-- What is needed --
Line count for the string "reflectivity": give the number of lines in the data below that contain it, and nothing more.

-- Dataset entries --
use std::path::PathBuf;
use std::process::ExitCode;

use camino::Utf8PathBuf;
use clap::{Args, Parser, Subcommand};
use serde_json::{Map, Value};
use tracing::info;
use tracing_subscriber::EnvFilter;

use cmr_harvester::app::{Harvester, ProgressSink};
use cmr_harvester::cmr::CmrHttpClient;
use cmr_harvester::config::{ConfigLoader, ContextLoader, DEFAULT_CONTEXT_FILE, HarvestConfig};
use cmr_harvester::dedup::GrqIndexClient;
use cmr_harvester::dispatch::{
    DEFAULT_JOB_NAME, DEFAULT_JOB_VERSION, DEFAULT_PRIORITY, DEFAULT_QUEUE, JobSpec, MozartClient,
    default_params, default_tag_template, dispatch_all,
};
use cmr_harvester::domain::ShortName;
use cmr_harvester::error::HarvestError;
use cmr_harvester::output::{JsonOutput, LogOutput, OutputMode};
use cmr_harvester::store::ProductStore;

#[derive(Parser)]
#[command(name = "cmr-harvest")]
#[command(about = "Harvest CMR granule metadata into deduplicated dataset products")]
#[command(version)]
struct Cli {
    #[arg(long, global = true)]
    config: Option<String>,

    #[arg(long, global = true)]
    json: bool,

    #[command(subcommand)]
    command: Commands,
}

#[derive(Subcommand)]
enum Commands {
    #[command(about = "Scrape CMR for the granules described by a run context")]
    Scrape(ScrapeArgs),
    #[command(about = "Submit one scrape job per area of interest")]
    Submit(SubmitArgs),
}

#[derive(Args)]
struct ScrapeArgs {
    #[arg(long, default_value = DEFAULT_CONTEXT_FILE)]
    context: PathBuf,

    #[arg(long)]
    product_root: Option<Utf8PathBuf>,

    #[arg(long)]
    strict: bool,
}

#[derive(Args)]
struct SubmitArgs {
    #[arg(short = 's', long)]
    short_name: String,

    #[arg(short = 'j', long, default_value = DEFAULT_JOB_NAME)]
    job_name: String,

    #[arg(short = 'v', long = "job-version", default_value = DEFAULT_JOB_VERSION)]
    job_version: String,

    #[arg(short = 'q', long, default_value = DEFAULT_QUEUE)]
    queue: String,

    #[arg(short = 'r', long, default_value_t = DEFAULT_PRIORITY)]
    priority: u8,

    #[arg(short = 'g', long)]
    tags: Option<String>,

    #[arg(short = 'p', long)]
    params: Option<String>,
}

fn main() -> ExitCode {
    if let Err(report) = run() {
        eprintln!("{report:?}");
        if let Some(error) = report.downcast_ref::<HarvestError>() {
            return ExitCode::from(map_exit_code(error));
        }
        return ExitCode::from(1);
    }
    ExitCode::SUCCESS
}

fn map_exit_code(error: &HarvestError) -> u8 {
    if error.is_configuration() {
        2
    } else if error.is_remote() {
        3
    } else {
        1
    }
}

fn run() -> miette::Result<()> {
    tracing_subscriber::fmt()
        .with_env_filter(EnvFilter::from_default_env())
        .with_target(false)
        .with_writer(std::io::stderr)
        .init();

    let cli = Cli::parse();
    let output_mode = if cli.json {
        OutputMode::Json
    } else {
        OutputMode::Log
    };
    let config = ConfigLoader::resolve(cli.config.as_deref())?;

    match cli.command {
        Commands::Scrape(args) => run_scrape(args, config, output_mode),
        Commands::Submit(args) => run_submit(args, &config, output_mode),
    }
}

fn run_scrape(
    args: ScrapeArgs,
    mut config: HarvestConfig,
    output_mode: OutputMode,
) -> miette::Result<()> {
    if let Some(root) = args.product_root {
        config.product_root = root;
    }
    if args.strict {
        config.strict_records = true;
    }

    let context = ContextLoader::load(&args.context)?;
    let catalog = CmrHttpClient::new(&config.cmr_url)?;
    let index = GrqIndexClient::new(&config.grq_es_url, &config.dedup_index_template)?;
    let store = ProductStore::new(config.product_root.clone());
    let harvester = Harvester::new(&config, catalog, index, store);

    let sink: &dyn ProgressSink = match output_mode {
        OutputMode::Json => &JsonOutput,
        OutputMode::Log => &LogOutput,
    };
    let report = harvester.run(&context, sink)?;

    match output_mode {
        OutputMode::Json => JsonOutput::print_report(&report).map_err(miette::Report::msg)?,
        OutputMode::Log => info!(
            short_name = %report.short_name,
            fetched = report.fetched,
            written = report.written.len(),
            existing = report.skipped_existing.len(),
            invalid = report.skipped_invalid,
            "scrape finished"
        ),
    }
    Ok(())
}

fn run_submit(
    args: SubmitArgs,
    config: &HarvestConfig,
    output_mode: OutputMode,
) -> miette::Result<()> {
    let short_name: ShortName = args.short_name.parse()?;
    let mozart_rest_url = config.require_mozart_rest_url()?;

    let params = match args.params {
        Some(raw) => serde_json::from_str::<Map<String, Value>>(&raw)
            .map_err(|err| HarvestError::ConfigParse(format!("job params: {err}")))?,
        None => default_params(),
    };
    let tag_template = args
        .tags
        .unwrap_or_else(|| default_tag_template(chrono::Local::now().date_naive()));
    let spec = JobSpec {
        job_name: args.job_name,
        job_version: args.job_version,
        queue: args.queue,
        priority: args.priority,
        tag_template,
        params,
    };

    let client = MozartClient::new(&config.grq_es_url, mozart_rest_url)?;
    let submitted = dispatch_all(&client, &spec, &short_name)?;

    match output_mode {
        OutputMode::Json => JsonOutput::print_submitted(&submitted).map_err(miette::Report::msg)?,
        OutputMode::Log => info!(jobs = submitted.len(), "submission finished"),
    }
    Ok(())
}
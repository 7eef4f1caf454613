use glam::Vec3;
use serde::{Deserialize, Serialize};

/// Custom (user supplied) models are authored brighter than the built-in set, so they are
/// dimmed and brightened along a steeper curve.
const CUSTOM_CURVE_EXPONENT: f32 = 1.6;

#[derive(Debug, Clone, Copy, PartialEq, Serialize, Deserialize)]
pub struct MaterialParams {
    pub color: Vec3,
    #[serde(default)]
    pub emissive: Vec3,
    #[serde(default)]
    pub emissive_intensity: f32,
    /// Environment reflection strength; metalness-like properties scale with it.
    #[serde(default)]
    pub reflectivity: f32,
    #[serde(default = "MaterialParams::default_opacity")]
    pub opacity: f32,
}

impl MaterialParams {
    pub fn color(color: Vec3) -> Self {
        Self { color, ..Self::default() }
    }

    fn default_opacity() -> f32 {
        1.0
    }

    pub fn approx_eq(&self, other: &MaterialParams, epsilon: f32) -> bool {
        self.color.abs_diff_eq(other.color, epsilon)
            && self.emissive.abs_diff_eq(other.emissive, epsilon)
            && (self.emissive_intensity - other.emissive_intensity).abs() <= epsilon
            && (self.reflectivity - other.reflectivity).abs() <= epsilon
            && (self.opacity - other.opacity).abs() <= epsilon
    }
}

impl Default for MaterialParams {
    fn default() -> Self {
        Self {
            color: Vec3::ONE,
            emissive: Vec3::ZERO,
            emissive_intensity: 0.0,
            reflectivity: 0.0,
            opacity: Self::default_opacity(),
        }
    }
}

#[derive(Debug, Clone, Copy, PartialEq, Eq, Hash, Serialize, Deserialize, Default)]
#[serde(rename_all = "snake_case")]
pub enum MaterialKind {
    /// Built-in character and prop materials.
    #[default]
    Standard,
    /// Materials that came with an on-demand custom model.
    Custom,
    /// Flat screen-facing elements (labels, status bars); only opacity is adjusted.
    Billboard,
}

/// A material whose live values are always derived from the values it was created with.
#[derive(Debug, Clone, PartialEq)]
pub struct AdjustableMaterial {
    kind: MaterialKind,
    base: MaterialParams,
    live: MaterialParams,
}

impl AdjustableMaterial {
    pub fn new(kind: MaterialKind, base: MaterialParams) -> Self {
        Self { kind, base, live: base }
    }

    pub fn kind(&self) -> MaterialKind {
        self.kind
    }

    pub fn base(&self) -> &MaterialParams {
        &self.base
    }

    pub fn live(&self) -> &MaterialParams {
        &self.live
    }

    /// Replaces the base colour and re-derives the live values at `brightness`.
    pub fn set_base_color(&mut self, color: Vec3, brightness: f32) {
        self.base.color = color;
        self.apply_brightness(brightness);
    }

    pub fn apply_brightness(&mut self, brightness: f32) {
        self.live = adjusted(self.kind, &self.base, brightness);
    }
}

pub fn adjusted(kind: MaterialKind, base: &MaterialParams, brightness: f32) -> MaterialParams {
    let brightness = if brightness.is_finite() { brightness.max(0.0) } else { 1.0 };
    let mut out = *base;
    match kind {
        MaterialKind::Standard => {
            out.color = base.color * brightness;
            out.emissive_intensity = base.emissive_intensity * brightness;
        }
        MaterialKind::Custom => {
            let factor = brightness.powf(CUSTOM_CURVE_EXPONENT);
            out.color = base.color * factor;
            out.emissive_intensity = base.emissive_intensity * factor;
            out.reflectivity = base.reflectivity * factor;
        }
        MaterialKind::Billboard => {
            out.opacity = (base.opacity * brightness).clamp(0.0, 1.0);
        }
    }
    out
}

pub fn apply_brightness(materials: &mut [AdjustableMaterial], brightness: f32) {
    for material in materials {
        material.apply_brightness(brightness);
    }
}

-- Task solution --
4